11      Saisie par Breiding, la juridiction de première instance a constaté la validité de cette convention, enjoint à M. Hassan de donner des informations et de retirer les produits contrefaisants aux fins de les détruire et condamné celui-ci à des dommages et intérêts.

12      La juridiction de renvoi, devant laquelle M. Hassan a formé un recours contre cette décision, estime que le succès de ce recours dépend de la question de savoir si Breiding, qui, selon l’accord de licence, dispose du consentement du titulaire de la marque requis par l’article 22, paragraphe 3, du règlement, peut agir en contrefaçon de ladite marque alors que la licence n’est pas inscrite au registre.

13      Ladite juridiction indique que, dans une décision antérieure, elle a jugé que l’article 23, paragraphe 1, première phrase, du règlement ne régit que le cas de figure d’une acquisition de bonne foi. Elle observe que, certes, une lecture purement littérale de cette disposition, qui énonce, en des termes généraux, que les actes concernant la marque communautaire visés aux articles 17, 19 et 22 du règlement ne sont opposables aux tiers dans tous les États membres qu’après leur inscription au registre, pourrait conduire à inclure dans ces actes les actions en contrefaçon engagées par le licencié. Toutefois, selon elle, la seconde phrase de ce paragraphe 1 et le paragraphe suivant ne concernant que le cas d’une acquisition de bonne foi, une lecture systématique de ladite disposition aboutit à considérer qu’il en est de même pour la première phrase.

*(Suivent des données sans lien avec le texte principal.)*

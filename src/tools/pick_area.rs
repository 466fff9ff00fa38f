//! Area lookup tool: search Ontario areas by name or partial name.

use async_trait::async_trait;
use serde::Deserialize;
use serde_json::json;
use std::sync::Arc;
use tracing::debug;

use crate::store::constants::NAME_SEARCH_LIMIT;
use crate::store::{AreaRecord, AreaStore, AreaType};

use super::traits::{Tool, ToolResult};

pub struct PickAreaTool {
    store: Arc<dyn AreaStore>,
}

impl PickAreaTool {
    pub fn new(store: Arc<dyn AreaStore>) -> Self {
        Self { store }
    }
}

#[derive(Debug, Deserialize)]
struct PickAreaArgs {
    place_name: String,
    #[serde(default)]
    area_type: Option<String>,
}

fn area_summary(record: &AreaRecord) -> serde_json::Value {
    json!({
        "name": record.name,
        "official_name": record.official_name,
        "area_type": record.area_type.label(),
        "designation": record.designation,
        "managing_authority": record.managing_authority,
        "hectares": record.hectares,
    })
}

#[async_trait]
impl Tool for PickAreaTool {
    fn name(&self) -> &str {
        "pick_area"
    }

    fn description(&self) -> &str {
        "Search for Ontario protected areas including provincial parks, \
         conservation areas, and Williams Treaty First Nations territories \
         by name or partial name."
    }

    fn parameters_schema(&self) -> serde_json::Value {
        json!({
            "type": "object",
            "properties": {
                "place_name": {
                    "type": "string",
                    "description": "Name or partial name of the Ontario location"
                },
                "area_type": {
                    "type": "string",
                    "enum": ["park", "conservation", "treaty"],
                    "description": "Optional filter: 'park', 'conservation', or 'treaty'. Omit to search all types."
                }
            },
            "required": ["place_name"]
        })
    }

    async fn execute(&self, args: serde_json::Value) -> anyhow::Result<ToolResult> {
        let args: PickAreaArgs = match serde_json::from_value(args) {
            Ok(args) => args,
            Err(e) => return Ok(ToolResult::failure(format!("invalid arguments: {e}"))),
        };

        let type_filter = match args.area_type.as_deref() {
            Some(raw) => match raw.parse::<AreaType>() {
                Ok(t) => Some(vec![t]),
                Err(e) => return Ok(ToolResult::failure(e.to_string())),
            },
            None => None,
        };

        debug!(
            "searching Ontario areas for {:?}, type: {}",
            args.place_name,
            args.area_type.as_deref().unwrap_or("all")
        );

        let records = match self
            .store
            .find_by_name(&args.place_name, type_filter.as_deref(), NAME_SEARCH_LIMIT)
            .await
        {
            Ok(records) => records,
            Err(e) => return Ok(ToolResult::failure(format!("area search failed: {e}"))),
        };

        let payload = match records.as_slice() {
            [] => json!({
                "status": "not_found",
                "message": format!("No Ontario areas found matching '{}'", args.place_name),
                "suggestion": "Try searching for a provincial park (e.g. 'Algonquin'), conservation area, or First Nations territory name.",
            }),
            [record] => {
                let mut found = area_summary(record);
                found["status"] = json!("found");
                found["geometry"] = json!(record.geometry);
                found
            }
            many => json!({
                "status": "multiple_found",
                "message": format!(
                    "Found {} Ontario areas matching '{}'. Please specify which one:",
                    many.len(),
                    args.place_name
                ),
                "results": many.iter().map(area_summary).collect::<Vec<_>>(),
                "suggestion": "Choose one from the list or refine your search.",
            }),
        };

        Ok(ToolResult::json(&payload))
    }
}

#[cfg(test)]
mod tests {
    use super::*;
    use crate::store::testing::{record, MockAreaStore};
    use serde_json::Value;

    fn tool_with(records: Vec<AreaRecord>) -> PickAreaTool {
        PickAreaTool::new(Arc::new(MockAreaStore::new(records)))
    }

    async fn run(tool: &PickAreaTool, args: Value) -> Value {
        let result = tool.execute(args).await.unwrap();
        assert!(result.success, "unexpected failure: {:?}", result.error);
        serde_json::from_str(&result.output).unwrap()
    }

    #[tokio::test]
    async fn single_match_is_returned_directly() {
        let tool = tool_with(vec![record("Algonquin", AreaType::Park, Some(772_300.0))]);
        let payload = run(&tool, serde_json::json!({"place_name": "algonquin"})).await;

        assert_eq!(payload["status"], "found");
        assert_eq!(payload["name"], "Algonquin");
        assert_eq!(payload["area_type"], "Provincial Park");
        assert!(payload["geometry"].is_string());
    }

    #[tokio::test]
    async fn multiple_matches_return_disambiguation_list() {
        let tool = tool_with(vec![
            record("Silent Lake", AreaType::Park, Some(1_450.0)),
            record("Silent Lake North", AreaType::Conservation, None),
        ]);
        let payload = run(&tool, serde_json::json!({"place_name": "silent"})).await;

        assert_eq!(payload["status"], "multiple_found");
        assert_eq!(payload["results"].as_array().unwrap().len(), 2);
    }

    #[tokio::test]
    async fn no_match_returns_not_found_with_suggestion() {
        let tool = tool_with(vec![]);
        let payload = run(&tool, serde_json::json!({"place_name": "atlantis"})).await;

        assert_eq!(payload["status"], "not_found");
        assert!(payload["suggestion"].as_str().unwrap().contains("Algonquin"));
    }

    #[tokio::test]
    async fn type_filter_narrows_results() {
        let tool = tool_with(vec![
            record("Kawartha", AreaType::Park, None),
            record("Kawartha Highlands", AreaType::Conservation, None),
        ]);
        let payload = run(
            &tool,
            serde_json::json!({"place_name": "kawartha", "area_type": "conservation"}),
        )
        .await;

        assert_eq!(payload["status"], "found");
        assert_eq!(payload["area_type"], "Conservation Area");
    }

    #[tokio::test]
    async fn invalid_area_type_fails() {
        let tool = tool_with(vec![]);
        let result = tool
            .execute(serde_json::json!({"place_name": "x", "area_type": "national"}))
            .await
            .unwrap();
        assert!(!result.success);
        assert!(result.error.unwrap().contains("national"));
    }

    #[tokio::test]
    async fn missing_place_name_fails() {
        let tool = tool_with(vec![]);
        let result = tool.execute(serde_json::json!({})).await.unwrap();
        assert!(!result.success);
    }

    #[test]
    fn schema_requires_place_name() {
        let tool = tool_with(vec![]);
        let schema = tool.parameters_schema();
        assert_eq!(schema["required"][0], "place_name");
        assert!(schema["properties"]["area_type"]["enum"].is_array());
    }
}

14      Elle relève qu’une juridiction espagnole a cependant considéré que le licencié ne peut agir contre des tiers qu’après l’inscription de la licence au registre.

15      Par ailleurs, la juridiction de renvoi expose que, s’il est considéré que l’exercice des droits du licencié est subordonné à l’inscription de la licence au registre, se pose alors la question de savoir si le licencié non inscrit peut exercer en son nom propre, par représentation, les droits du titulaire de la marque, ce que permettrait le droit allemand sous certaines conditions qui sont remplies en l’espèce.

16      C’est dans ces conditions que l’Oberlandesgericht Düsseldorf (tribunal régional supérieur de Düsseldorf) a décidé de surseoir à statuer et de poser à la Cour les questions préjudicielles suivantes:

«1)      L’article 23, paragraphe 1, première phrase, du [règlement] empêche-t-il le licencié qui n’est pas inscrit au registre [...] d’agir en contrefaçon d’une marque communautaire?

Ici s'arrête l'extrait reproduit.